I guess I’m not opening this baby up for a few days at least then.

Congrats, Apple. You’ve cost a small percentage of your user base yet more money and wasted time.

Thankfully the TS4/P5 Pentalobe drivers have become a bit more commonplace since Apple started doing that, so at least they’re available.

As a matter of fact, the Pentalobe is now so popular, that from 2016 revision MacBook Pro onward, Apple have started using them for some internal components as well, but an extremely tiny version that requires an even smaller P2 Pentalobe driver to remove. Making things even easier, the heads are also prone to stripping out, even when using the official Apple screwdriver bit.

Brilliantly engineered piece of kit. At least, I’m sure they think so.

At first glance I thought I’d have to pay around $30 inc post to get one from a US seller, but then found an Aussie selling them at $6 each, so hopefully I’ll have one here in the next few days.

I just can’t understand the psychology of it all. In this day and age, as I’m sure this change showed - it was only a matter of time before their “security” offers no real resistance to DIY.
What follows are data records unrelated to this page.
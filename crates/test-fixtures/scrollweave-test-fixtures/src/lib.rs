//! Shared fixtures for scrollweave tests: page manifests and geometry
//! snapshots, indexed by `fixtures/manifest.json` at the repo root.

use std::collections::HashMap;
use std::fs;
use std::path::{Path, PathBuf};

use anyhow::{anyhow, Context, Result};
use once_cell::sync::Lazy;
use serde::de::DeserializeOwned;
use serde::Deserialize;

static MANIFEST: Lazy<Manifest> = Lazy::new(|| {
    let raw = include_str!("../../../../fixtures/manifest.json");
    serde_json::from_str(raw).expect("fixtures manifest should parse")
});

#[derive(Debug, Deserialize)]
struct Manifest {
    pages: HashMap<String, String>,
    geometry: HashMap<String, String>,
}

fn fixtures_root() -> PathBuf {
    Path::new(env!("CARGO_MANIFEST_DIR")).join("../../../fixtures")
}

fn read_to_string(rel: &str) -> Result<String> {
    let path = fixtures_root().join(rel);
    fs::read_to_string(&path)
        .with_context(|| format!("failed to read fixture at {}", path.display()))
}

/// Raw JSON for a named page manifest.
pub fn page_manifest_json(name: &str) -> Result<String> {
    let rel = MANIFEST
        .pages
        .get(name)
        .ok_or_else(|| anyhow!("unknown page fixture '{name}'"))?;
    read_to_string(rel)
}

/// Raw JSON for a named geometry snapshot.
pub fn geometry_json(name: &str) -> Result<String> {
    let rel = MANIFEST
        .geometry
        .get(name)
        .ok_or_else(|| anyhow!("unknown geometry fixture '{name}'"))?;
    read_to_string(rel)
}

/// Deserialize a named geometry snapshot into a caller-provided shape.
pub fn load_geometry<T: DeserializeOwned>(name: &str) -> Result<T> {
    let raw = geometry_json(name)?;
    serde_json::from_str(&raw).with_context(|| format!("geometry fixture '{name}' should parse"))
}

/// Names of all page fixtures, sorted for deterministic iteration.
pub fn page_names() -> Vec<String> {
    let mut names: Vec<String> = MANIFEST.pages.keys().cloned().collect();
    names.sort();
    names
}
OK - their software measures are going to be more of an issue…

Bugger. Even using a $6 screwdriver it seems the heads are easy to strip. :frowning: Buggered 1 screw - which I’d noticed wasn’t sitting flush when I opened the case… when then closing it back up, obviously gave it a bit too much pressure trying to see if it would go flush… So if I ever need access to the machine’s insides again, it’ll be off to my father in law’s to use his workshop.

Machine was dust free at least.

The Pentalobe screws are junk. Most Apple screws are. Ridiculously soft metal. No wonder they sometimes recommend replacing them after a single use.
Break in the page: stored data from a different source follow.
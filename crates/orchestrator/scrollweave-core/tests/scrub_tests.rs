use indexmap::IndexMap;
use scrollweave::{
    directive::{AnimationDirective, Delay, Trigger},
    engine::Orchestrator,
    geometry::Rect,
    inputs::{GeometryUpdate, Inputs, ViewportSize},
    region::RegionMode,
    Config, Ease, Event, IdentityResolver, Value,
};

fn props(pairs: &[(&str, Value)]) -> IndexMap<String, Value> {
    pairs.iter().map(|(k, v)| (k.to_string(), v.clone())).collect()
}

fn geo(target: &str, x: f32, y: f32, w: f32, h: f32) -> GeometryUpdate {
    GeometryUpdate {
        target: target.to_string(),
        rect: Rect::new(x, y, w, h),
    }
}

fn scroll(y: f32) -> Inputs {
    Inputs {
        scroll_y: Some(y),
        ..Default::default()
    }
}

/// Orchestrator with a pinned region over a 1000px-wide viewport and a
/// content strip of the given width.
fn pinned_setup(content_width: f32) -> (Orchestrator, scrollweave::RegionId) {
    let mut orch = Orchestrator::new(Config::default());
    let region = orch.register_region(
        ".strip".to_string(),
        RegionMode::Pinned {
            content: ".strip-content".to_string(),
        },
    );
    orch.prebind(&mut IdentityResolver);

    let mut init = Inputs {
        resize: Some(ViewportSize {
            width: 1000.0,
            height: 600.0,
        }),
        ..Default::default()
    };
    init.geometry.push(geo(".strip", 0.0, 2000.0, 1000.0, 600.0));
    init.geometry
        .push(geo(".strip-content", 0.0, 2000.0, content_width, 600.0));
    orch.update(0.0, init);
    // Let the resize debounce drain so the layout pass runs.
    orch.update(0.3, Inputs::default());
    (orch, region)
}

fn scalar_changes<'a>(
    out: &'a scrollweave::Outputs,
    target: &str,
    prop: &str,
) -> Vec<f32> {
    out.changes
        .iter()
        .filter(|c| c.target == target && c.prop == prop)
        .filter_map(|c| match c.value {
            Value::Scalar(v) => Some(v),
            _ => None,
        })
        .collect()
}

/// it should treat a region with no scroll span as permanently at p=0
#[test]
fn zero_distance_region_yields_zero_progress() {
    // Content narrower than the viewport: scrollDistance <= 0.
    let (mut orch, region) = pinned_setup(800.0);
    assert!(orch.region_distance(region).unwrap() <= 0.0);

    let scrub = AnimationDirective {
        name: "strip-scrub".to_string(),
        targets: vec![".strip-content".to_string()],
        watch: None,
        from: props(&[("opacity", Value::Scalar(0.2))]),
        to: props(&[("opacity", Value::Scalar(1.0))]),
        duration_ms: 0,
        delay: Delay::Fixed(0.0),
        ease: Ease::Linear,
        trigger: Trigger::Scrub { region },
    };
    scrub.validate_basic().unwrap();
    orch.register_directive(scrub).unwrap();
    orch.prebind(&mut IdentityResolver);

    for y in [0.0, 2000.0, 2500.0, 9000.0] {
        let out = orch.update(0.016, scroll(y)).clone();
        for c in &out.changes {
            if let Value::Scalar(v) = c.value {
                assert!(v.is_finite(), "non-finite change for {}", c.target);
            }
        }
        // Progress stays pinned at 0: only ever the from-state.
        for v in scalar_changes(&out, ".strip-content", "opacity") {
            assert_eq!(v, 0.2);
        }
        assert!(!orch.region_distance(region).unwrap().is_nan());
    }
}

/// it should pin at the range start, scrub content in lockstep, and
/// release past the range end
#[test]
fn pinned_region_drives_content_offset() {
    // 3000px content - 1000px viewport = 2000px of scroll distance.
    let (mut orch, region) = pinned_setup(3000.0);
    assert_eq!(orch.region_distance(region).unwrap(), 2000.0);

    let out = orch.update(0.016, scroll(2000.0)).clone();
    assert!(out
        .events
        .iter()
        .any(|e| matches!(e, Event::RegionPinned { region: r } if *r == region)));

    // Halfway through the range: content shifted by half the distance.
    let out = orch.update(0.016, scroll(3000.0)).clone();
    let offsets = scalar_changes(&out, ".strip-content", "x");
    assert_eq!(offsets.last().copied(), Some(-1000.0));

    // A tick without scrolling re-emits nothing (O(1) quiet work).
    let out = orch.update(0.016, Inputs::default()).clone();
    assert!(scalar_changes(&out, ".strip-content", "x").is_empty());

    let out = orch.update(0.016, scroll(4100.0)).clone();
    assert!(out
        .events
        .iter()
        .any(|e| matches!(e, Event::RegionReleased { region: r } if *r == region)));
    // Offset clamps at the full distance.
    let offsets = scalar_changes(&out, ".strip-content", "x");
    assert_eq!(offsets.last().copied(), Some(-2000.0));
}

/// it should map span-region progress onto a parallax directive
#[test]
fn span_region_parallax_scrub() {
    let mut orch = Orchestrator::new(Config::default());
    let region = orch.register_region(".hero".to_string(), RegionMode::Span);
    orch.register_directive(AnimationDirective {
        name: "shape-drift".to_string(),
        targets: vec![".shape".to_string()],
        watch: None,
        from: props(&[("y", Value::Scalar(0.0))]),
        to: props(&[("y", Value::Scalar(200.0))]),
        duration_ms: 0,
        delay: Delay::Fixed(0.0),
        ease: Ease::Linear,
        trigger: Trigger::Scrub { region },
    })
    .unwrap();
    orch.prebind(&mut IdentityResolver);

    let mut init = Inputs::default();
    init.geometry.push(geo(".hero", 0.0, 0.0, 1000.0, 800.0));
    init.geometry.push(geo(".shape", 100.0, 100.0, 50.0, 50.0));
    orch.update(0.0, init);

    let out = orch.update(0.016, scroll(400.0)).clone();
    let ys = scalar_changes(&out, ".shape", "y");
    assert_eq!(ys.last().copied(), Some(100.0));

    let out = orch.update(0.016, scroll(1200.0)).clone();
    let ys = scalar_changes(&out, ".shape", "y");
    assert_eq!(ys.last().copied(), Some(200.0));
}

/// it should coalesce a resize burst into one recompute after the quiet
/// period
#[test]
fn resize_debounce_coalesces_recompute() {
    let (mut orch, region) = pinned_setup(3000.0);
    assert_eq!(orch.region_distance(region).unwrap(), 2000.0);

    // Burst of resizes inside the quiet window: distance must not move.
    for w in [900.0, 850.0, 800.0] {
        let inputs = Inputs {
            resize: Some(ViewportSize {
                width: w,
                height: 600.0,
            }),
            ..Default::default()
        };
        orch.update(0.05, inputs);
        assert_eq!(orch.region_distance(region).unwrap(), 2000.0);
    }

    // Quiet period elapses: one recompute against the final size.
    orch.update(0.3, Inputs::default());
    assert_eq!(orch.region_distance(region).unwrap(), 2200.0);
}

/// it should emit document scroll progress and edge-triggered flags
#[test]
fn progress_and_flag_bindings() {
    let mut orch = Orchestrator::new(Config::default());
    orch.register_scroll_progress(".progress-bar".to_string(), "value");
    orch.register_scroll_flag("#navbar".to_string(), "scrolled", 100.0);
    orch.prebind(&mut IdentityResolver);

    let init = Inputs {
        document: Some(scrollweave::DocumentMetrics {
            scroll_height: 2600.0,
        }),
        resize: Some(ViewportSize {
            width: 1000.0,
            height: 600.0,
        }),
        ..Default::default()
    };
    let out = orch.update(0.0, init).clone();
    // First pass emits the initial states.
    assert_eq!(scalar_changes(&out, ".progress-bar", "value"), vec![0.0]);
    assert!(out
        .changes
        .iter()
        .any(|c| c.target == "#navbar" && c.value == Value::Bool(false)));

    let out = orch.update(0.3, scroll(1000.0)).clone();
    assert_eq!(scalar_changes(&out, ".progress-bar", "value"), vec![0.5]);
    assert!(out
        .changes
        .iter()
        .any(|c| c.target == "#navbar" && c.value == Value::Bool(true)));

    // No movement, no re-emission.
    let out = orch.update(0.016, Inputs::default()).clone();
    assert!(scalar_changes(&out, ".progress-bar", "value").is_empty());
    assert!(!out.changes.iter().any(|c| c.target == "#navbar"));
}

/// it should animate scroll-to-anchor and yield to a user scroll
#[test]
fn smooth_scroll_to_anchor() {
    let mut orch = Orchestrator::new(Config::default());
    orch.prebind(&mut IdentityResolver);

    let mut init = Inputs {
        document: Some(scrollweave::DocumentMetrics {
            scroll_height: 5000.0,
        }),
        ..Default::default()
    };
    init.geometry.push(geo("#data-section", 0.0, 2600.0, 1000.0, 800.0));
    orch.update(0.0, init);

    let cmd = Inputs {
        commands: vec![scrollweave::Command::ScrollTo {
            target: "#data-section".to_string(),
            offset_px: 80.0,
        }],
        ..Default::default()
    };
    orch.update(0.0, cmd);
    let out = orch.update(0.4, Inputs::default()).clone();
    let ys = scalar_changes(&out, scrollweave::DOCUMENT_TARGET, "scroll_y");
    assert!(!ys.is_empty());
    assert!(ys[0] > 0.0 && ys[0] < 2520.0);

    // Run to completion: lands exactly on target minus offset.
    let out = orch.update(0.5, Inputs::default()).clone();
    let ys = scalar_changes(&out, scrollweave::DOCUMENT_TARGET, "scroll_y");
    assert_eq!(ys.last().copied(), Some(2520.0));
    assert!(out.events.iter().any(|e| matches!(e, Event::ScrollSettled)));

    // A new scroll-to interrupted by the user stops emitting.
    orch.update(0.0, Inputs {
        commands: vec![scrollweave::Command::ScrollTo {
            target: "#data-section".to_string(),
            offset_px: 0.0,
        }],
        ..Default::default()
    });
    orch.update(0.1, Inputs::default());
    let out = orch.update(0.1, scroll(10.0)).clone();
    assert!(scalar_changes(&out, scrollweave::DOCUMENT_TARGET, "scroll_y").is_empty());
    assert_eq!(orch.viewport().scroll_y, 10.0);
}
Pretty sure I have some extras around if you ever needed replacements. Probably have some genuine SSDs around too, but chances are they’re all 128GB.

About to tackle another repair of my own. Had another machine given to me from an AASP last week, 2015 13" MacBook Air that was diagnosed with a bad SMC. Going to reassess it since issues with the SMC aren’t necessarily the chip itself.

Otherwise the enclosure is in good condition, and I can swap in the i7 / 8GB board and 512 SSD from another machine I have with corner dents.

I did indeed, new battery, 8GB RAM and a new 250GB SSD. Works well.

And now for something different.

Silicon Graphics workstations were the machines that rendered the 90’s, generating special effects for Hollywood films like Jurassic Park and Terminator 2, and their hardware served as the architectural foundation for the Nintendo 64.

I’d never expected to see one in person, let alone own a complete one, but here we are. A Silicon Graphics Indy c. 1995. 175MHz NEC/MIPS R4400 processor, 128MB RAM, dual 1GB SCSI drives and a 24-bit colour graphics board.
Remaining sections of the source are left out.